**Records for the exercise**
=-=-=

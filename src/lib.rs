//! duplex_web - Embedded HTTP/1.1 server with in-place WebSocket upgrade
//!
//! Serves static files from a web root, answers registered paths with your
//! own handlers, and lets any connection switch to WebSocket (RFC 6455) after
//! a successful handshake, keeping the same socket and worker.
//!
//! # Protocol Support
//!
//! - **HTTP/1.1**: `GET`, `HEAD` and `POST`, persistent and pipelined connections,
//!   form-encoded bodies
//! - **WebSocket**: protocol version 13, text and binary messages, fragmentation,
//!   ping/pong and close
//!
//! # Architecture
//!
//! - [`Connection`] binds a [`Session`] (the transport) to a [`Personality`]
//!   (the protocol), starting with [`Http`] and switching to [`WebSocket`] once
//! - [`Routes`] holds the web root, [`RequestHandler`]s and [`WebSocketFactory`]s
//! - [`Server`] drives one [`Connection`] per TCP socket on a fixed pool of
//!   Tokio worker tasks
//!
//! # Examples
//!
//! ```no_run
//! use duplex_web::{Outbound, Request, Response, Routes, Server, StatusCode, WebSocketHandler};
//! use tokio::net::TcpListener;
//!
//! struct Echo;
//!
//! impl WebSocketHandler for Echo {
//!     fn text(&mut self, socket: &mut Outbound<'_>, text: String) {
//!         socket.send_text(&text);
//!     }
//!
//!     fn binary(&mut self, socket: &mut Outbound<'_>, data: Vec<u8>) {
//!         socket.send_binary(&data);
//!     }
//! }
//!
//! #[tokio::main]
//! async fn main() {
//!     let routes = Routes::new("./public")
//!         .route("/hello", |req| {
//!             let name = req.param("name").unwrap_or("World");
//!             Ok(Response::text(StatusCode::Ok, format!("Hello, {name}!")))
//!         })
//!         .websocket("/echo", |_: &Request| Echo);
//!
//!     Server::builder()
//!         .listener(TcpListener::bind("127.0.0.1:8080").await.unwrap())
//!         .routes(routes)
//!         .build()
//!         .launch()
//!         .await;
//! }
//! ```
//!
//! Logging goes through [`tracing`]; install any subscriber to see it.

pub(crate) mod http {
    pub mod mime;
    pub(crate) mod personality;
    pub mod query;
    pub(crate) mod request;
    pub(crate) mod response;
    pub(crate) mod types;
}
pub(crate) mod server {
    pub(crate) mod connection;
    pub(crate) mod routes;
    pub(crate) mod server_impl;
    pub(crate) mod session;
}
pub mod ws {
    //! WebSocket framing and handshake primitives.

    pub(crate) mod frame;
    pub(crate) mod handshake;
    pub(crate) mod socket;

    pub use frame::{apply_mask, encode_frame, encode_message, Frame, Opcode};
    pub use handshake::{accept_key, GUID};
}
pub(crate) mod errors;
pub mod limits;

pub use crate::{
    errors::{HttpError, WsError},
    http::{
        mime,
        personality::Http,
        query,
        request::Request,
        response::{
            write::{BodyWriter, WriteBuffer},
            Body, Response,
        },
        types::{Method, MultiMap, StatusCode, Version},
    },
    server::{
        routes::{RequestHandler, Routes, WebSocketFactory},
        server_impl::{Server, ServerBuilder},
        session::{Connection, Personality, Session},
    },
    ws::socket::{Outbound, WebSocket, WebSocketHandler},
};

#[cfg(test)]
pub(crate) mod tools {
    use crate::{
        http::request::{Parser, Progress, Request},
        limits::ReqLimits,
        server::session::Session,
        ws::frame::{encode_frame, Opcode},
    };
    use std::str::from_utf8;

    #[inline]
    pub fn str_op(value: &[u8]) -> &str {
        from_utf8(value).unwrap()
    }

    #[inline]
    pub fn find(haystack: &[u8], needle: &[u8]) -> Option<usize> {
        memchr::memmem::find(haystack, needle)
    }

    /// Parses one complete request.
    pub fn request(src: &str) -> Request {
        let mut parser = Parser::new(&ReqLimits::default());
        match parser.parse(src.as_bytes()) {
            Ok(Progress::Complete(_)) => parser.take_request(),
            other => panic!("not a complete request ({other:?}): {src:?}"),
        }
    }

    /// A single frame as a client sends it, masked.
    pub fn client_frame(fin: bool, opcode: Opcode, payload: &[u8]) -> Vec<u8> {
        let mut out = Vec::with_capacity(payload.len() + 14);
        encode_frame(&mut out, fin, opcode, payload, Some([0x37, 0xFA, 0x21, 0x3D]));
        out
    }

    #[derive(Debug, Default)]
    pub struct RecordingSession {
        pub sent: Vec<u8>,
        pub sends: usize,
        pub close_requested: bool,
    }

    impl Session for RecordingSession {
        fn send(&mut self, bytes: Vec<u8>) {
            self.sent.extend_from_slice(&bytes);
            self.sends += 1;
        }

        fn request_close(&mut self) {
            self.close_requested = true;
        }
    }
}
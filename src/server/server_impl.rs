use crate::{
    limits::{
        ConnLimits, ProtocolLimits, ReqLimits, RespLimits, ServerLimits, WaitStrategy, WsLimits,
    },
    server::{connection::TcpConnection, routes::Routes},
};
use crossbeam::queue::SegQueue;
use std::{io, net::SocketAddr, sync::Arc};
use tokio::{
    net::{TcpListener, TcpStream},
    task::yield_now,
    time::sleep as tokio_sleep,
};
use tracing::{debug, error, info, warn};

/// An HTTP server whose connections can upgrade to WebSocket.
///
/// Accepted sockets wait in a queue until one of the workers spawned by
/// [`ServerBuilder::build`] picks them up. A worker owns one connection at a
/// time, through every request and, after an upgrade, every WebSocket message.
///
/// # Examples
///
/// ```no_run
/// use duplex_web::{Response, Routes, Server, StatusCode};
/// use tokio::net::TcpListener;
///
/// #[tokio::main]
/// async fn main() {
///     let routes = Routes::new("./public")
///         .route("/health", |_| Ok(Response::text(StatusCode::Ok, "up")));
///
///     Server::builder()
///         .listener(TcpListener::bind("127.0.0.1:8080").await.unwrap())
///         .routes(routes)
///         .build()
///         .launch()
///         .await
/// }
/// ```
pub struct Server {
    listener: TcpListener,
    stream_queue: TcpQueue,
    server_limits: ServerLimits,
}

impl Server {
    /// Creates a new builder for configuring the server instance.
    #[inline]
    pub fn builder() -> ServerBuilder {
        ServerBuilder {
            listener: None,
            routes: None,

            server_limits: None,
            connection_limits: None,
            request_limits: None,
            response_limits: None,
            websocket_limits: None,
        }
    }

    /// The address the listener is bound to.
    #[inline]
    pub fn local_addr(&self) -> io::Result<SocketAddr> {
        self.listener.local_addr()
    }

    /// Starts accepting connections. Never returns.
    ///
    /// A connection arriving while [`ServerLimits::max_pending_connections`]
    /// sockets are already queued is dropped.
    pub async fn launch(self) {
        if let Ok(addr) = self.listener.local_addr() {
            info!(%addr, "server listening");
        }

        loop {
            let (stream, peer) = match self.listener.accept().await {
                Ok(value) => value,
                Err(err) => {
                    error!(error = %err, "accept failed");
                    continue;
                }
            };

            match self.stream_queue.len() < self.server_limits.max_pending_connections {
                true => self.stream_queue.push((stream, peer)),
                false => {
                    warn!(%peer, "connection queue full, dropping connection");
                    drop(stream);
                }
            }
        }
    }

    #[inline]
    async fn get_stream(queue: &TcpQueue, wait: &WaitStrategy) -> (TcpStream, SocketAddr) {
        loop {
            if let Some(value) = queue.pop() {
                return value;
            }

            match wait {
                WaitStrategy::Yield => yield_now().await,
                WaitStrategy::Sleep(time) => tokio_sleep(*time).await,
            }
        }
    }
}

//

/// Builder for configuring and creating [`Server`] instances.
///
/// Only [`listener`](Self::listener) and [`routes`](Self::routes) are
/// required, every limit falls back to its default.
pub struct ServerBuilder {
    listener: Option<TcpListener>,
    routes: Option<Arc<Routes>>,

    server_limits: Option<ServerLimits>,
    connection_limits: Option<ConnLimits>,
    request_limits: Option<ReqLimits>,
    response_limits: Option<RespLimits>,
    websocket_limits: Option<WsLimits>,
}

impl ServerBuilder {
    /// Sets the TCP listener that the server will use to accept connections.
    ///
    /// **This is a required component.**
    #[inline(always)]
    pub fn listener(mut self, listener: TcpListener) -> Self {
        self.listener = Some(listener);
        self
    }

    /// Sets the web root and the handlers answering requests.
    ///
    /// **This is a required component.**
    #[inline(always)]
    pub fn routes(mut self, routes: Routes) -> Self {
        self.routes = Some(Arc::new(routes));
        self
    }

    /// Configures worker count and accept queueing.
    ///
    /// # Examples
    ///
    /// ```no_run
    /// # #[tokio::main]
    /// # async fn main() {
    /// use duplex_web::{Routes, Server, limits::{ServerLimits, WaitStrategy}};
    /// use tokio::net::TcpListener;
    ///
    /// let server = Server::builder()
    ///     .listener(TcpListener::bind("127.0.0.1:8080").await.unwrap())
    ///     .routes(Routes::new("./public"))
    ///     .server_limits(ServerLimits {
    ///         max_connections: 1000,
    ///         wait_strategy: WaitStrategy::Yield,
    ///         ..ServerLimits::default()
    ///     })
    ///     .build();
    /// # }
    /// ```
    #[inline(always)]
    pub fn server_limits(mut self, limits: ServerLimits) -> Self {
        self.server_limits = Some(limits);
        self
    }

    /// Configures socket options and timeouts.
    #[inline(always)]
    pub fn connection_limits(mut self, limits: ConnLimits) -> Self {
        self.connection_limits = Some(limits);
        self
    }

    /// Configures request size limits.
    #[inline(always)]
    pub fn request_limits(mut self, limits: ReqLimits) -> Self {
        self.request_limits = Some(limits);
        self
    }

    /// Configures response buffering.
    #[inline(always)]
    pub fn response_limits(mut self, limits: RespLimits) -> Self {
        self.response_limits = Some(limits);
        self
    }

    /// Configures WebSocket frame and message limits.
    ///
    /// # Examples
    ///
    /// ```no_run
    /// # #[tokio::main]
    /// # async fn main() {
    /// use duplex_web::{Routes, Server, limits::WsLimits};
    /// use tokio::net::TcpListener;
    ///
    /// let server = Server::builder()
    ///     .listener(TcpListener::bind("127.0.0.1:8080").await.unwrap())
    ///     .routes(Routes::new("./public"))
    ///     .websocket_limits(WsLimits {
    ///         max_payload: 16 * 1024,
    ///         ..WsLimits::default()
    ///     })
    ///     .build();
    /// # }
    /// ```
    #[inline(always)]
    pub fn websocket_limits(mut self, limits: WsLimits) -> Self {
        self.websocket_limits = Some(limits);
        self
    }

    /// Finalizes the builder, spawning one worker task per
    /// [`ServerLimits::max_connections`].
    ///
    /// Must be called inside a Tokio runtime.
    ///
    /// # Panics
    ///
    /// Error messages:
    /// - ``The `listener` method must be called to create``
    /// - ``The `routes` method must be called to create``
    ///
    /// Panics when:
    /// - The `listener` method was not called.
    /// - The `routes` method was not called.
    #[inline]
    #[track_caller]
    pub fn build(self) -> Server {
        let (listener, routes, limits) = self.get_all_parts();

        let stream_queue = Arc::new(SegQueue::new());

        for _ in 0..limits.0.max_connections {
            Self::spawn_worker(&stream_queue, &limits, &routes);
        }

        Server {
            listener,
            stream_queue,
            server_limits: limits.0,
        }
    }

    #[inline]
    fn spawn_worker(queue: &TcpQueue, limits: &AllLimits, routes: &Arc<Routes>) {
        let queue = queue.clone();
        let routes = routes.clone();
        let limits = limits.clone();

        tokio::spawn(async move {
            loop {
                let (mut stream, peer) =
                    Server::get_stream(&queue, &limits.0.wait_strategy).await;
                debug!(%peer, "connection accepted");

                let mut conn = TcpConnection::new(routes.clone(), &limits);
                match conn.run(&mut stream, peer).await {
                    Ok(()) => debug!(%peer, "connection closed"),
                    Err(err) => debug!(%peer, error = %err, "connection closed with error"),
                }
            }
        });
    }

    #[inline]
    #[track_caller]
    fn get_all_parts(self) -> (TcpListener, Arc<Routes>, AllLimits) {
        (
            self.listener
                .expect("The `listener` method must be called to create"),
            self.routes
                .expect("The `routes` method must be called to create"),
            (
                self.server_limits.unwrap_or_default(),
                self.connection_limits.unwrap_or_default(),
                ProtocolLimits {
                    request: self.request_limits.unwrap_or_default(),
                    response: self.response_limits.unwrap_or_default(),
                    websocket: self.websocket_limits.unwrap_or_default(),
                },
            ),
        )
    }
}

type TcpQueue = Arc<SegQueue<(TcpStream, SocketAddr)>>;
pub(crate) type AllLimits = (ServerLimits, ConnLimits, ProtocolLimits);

=-=-=

**Task goal**
Copy out the entries exactly. Begin at the first line and end with the line that has "persistent and pipelined".

**Final answer**
filename src/lib.rs
//! duplex_web - Embedded HTTP/1.1 server with in-place WebSocket upgrade
//!
//! Serves static files from a web root, answers registered paths with your
//! own handlers, and lets any connection switch to WebSocket (RFC 6455) after
//! a successful handshake, keeping the same socket and worker.
//!
//! # Protocol Support
//!
//! - **HTTP/1.1**: `GET`, `HEAD` and `POST`, persistent and pipelined connections,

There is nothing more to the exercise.